The task: Please return the lines of the data below, word for word, from the first line through the line containing "-> Result<(), ControlError>".
Source material: Begin
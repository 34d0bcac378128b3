//! 控制通道前端：本地 TCP 管理端口与标准输入控制台。

use crate::{ControlError, ControlService};
use std::io::BufRead;
use std::net::SocketAddr;
use tokio::io::{AsyncBufRead, AsyncBufReadExt, AsyncWrite, AsyncWriteExt, BufReader};
use tokio::net::{TcpListener, TcpStream};
use tokio::sync::mpsc;
use tokio::task::JoinHandle;
use tokio_util::sync::CancellationToken;
use tracing::{debug, info, warn};

/// 管理端口监听器。
pub struct ControlListener {
    listener: TcpListener,
}

impl ControlListener {
    pub async fn bind(addr: &str) -> Result<Self, ControlError> {
        Ok(Self {
            listener: TcpListener::bind(addr).await?,
        })
    }

    pub fn local_addr(&self) -> Result<SocketAddr, ControlError> {
        Ok(self.listener.local_addr()?)
    }

    /// 逐连接处理控制命令，直到 `cancel` 被取消。
    pub fn spawn(self, service: ControlService, cancel: CancellationToken) -> JoinHandle<()> {
        tokio::spawn(async move {
            if let Ok(addr) = self.listener.local_addr() {
                info!(target: "wavy.control", addr = %addr, "control_listener_started");
            }
            loop {
                tokio::select! {
                    _ = cancel.cancelled() => break,
                    accepted = self.listener.accept() => match accepted {
                        Ok((stream, peer)) => {
                            debug!(target: "wavy.control", peer = %peer, "control_connection_opened");
                            tokio::spawn(serve_connection(stream, service.clone(), cancel.clone()));
                        }
                        Err(e) => {
                            warn!(target: "wavy.control", error = %e, "control_accept_failed");
                        }
                    },
                }
            }
            info!(target: "wavy.control", "control_listener_stopped");
        })
    }
}

async fn serve_connection(stream: TcpStream, service: ControlService, cancel: CancellationToken) {
    let (reader, writer) = stream.into_split();
    if let Err(e) = run_console(BufReader::new(reader), writer, service, cancel).await {
        warn!(target: "wavy.control", error = %e, "control_connection_failed");
    }
}

/// 逐行读取控制命令并写回应答；读到 EOF 或被取消时结束。空行忽略。
pub async fn run_console<R, W>(
    mut reader: R,
    mut writer: W,
    service: ControlService,
    cancel: CancellationToken,
) -> Result<(), ControlError>
where
    R: AsyncBufRead + Unpin,
    W: AsyncWrite + Unpin,
{
    let mut line = String::new();
    loop {
        line.clear();
        let n = tokio::select! {
            _ = cancel.cancelled() => return Ok(()),
            read = reader.read_line(&mut line) => read?,
        };
        if n == 0 {
            return Ok(());
        }
        let command = line.trim();
        if command.is_empty() {
            continue;
        }
        let mut reply = service.handle_line(command).await;
        reply.push('\n');
        writer.write_all(reply.as_bytes()).await?;
        writer.flush().await?;
    }
}

/// 标准输入控制台。
///
/// 标准输入在独立线程上阻塞读取，按行送入通道；进程退出不等待该线程。
pub fn spawn_console(service: ControlService, cancel: CancellationToken) -> JoinHandle<()> {
    let (tx, mut rx) = mpsc::channel::<String>(16);
    let spawned = std::thread::Builder::new()
        .name("wavy-console".to_string())
        .spawn(move || {
            for line in std::io::stdin().lock().lines() {
                let Ok(line) = line else {
                    break;
                };
                if tx.blocking_send(line).is_err() {
                    break;
                }
            }
        });
    if let Err(e) = spawned {
        warn!(target: "wavy.control", error = %e, "console_thread_spawn_failed");
    }

    tokio::spawn(async move {
        let mut stdout = tokio::io::stdout();
        loop {
            let line = tokio::select! {
                _ = cancel.cancelled() => break,
                line = rx.recv() => match line {
                    Some(line) => line,
                    None => break,
                },
            };
            let command = line.trim();
            if command.is_empty() {
                continue;
            }
            let mut reply = service.handle_line(command).await;
            reply.push('\n');
            if let Err(e) = stdout.write_all(reply.as_bytes()).await {
                warn!(target: "wavy.control", error = %e, "console_write_failed");
                break;
            }
            let _ = stdout.flush().await;
        }
        debug!(target: "wavy.control", "console_stopped");
    })
}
Source material: End
Written answer:
repository 34d0bcac378128b3
//! 控制通道前端：本地 TCP 管理端口与标准输入控制台。

use crate::{ControlError, ControlService};
use std::io::BufRead;
use std::net::SocketAddr;
use tokio::io::{AsyncBufRead, AsyncBufReadExt, AsyncWrite, AsyncWriteExt, BufReader};
use tokio::net::{TcpListener, TcpStream};
use tokio::sync::mpsc;
use tokio::task::JoinHandle;
use tokio_util::sync::CancellationToken;
use tracing::{debug, info, warn};

/// 管理端口监听器。
pub struct ControlListener {
    listener: TcpListener,
}

impl ControlListener {
    pub async fn bind(addr: &str) -> Result<Self, ControlError> {
        Ok(Self {
            listener: TcpListener::bind(addr).await?,
        })
    }

    pub fn local_addr(&self) -> Result<SocketAddr, ControlError> {
        Ok(self.listener.local_addr()?)
    }

    /// 逐连接处理控制命令，直到 `cancel` 被取消。
    pub fn spawn(self, service: ControlService, cancel: CancellationToken) -> JoinHandle<()> {
        tokio::spawn(async move {
            if let Ok(addr) = self.listener.local_addr() {
                info!(target: "wavy.control", addr = %addr, "control_listener_started");
            }
            loop {
                tokio::select! {
                    _ = cancel.cancelled() => break,
                    accepted = self.listener.accept() => match accepted {
                        Ok((stream, peer)) => {
                            debug!(target: "wavy.control", peer = %peer, "control_connection_opened");
                            tokio::spawn(serve_connection(stream, service.clone(), cancel.clone()));
                        }
                        Err(e) => {
                            warn!(target: "wavy.control", error = %e, "control_accept_failed");
                        }
                    },
                }
            }
            info!(target: "wavy.control", "control_listener_stopped");
        })
    }
}

async fn serve_connection(stream: TcpStream, service: ControlService, cancel: CancellationToken) {
    let (reader, writer) = stream.into_split();
    if let Err(e) = run_console(BufReader::new(reader), writer, service, cancel).await {
        warn!(target: "wavy.control", error = %e, "control_connection_failed");
    }
}

/// 逐行读取控制命令并写回应答；读到 EOF 或被取消时结束。空行忽略。
pub async fn run_console<R, W>(
    mut reader: R,
    mut writer: W,
    service: ControlService,
    cancel: CancellationToken,
) -> Result<(), ControlError>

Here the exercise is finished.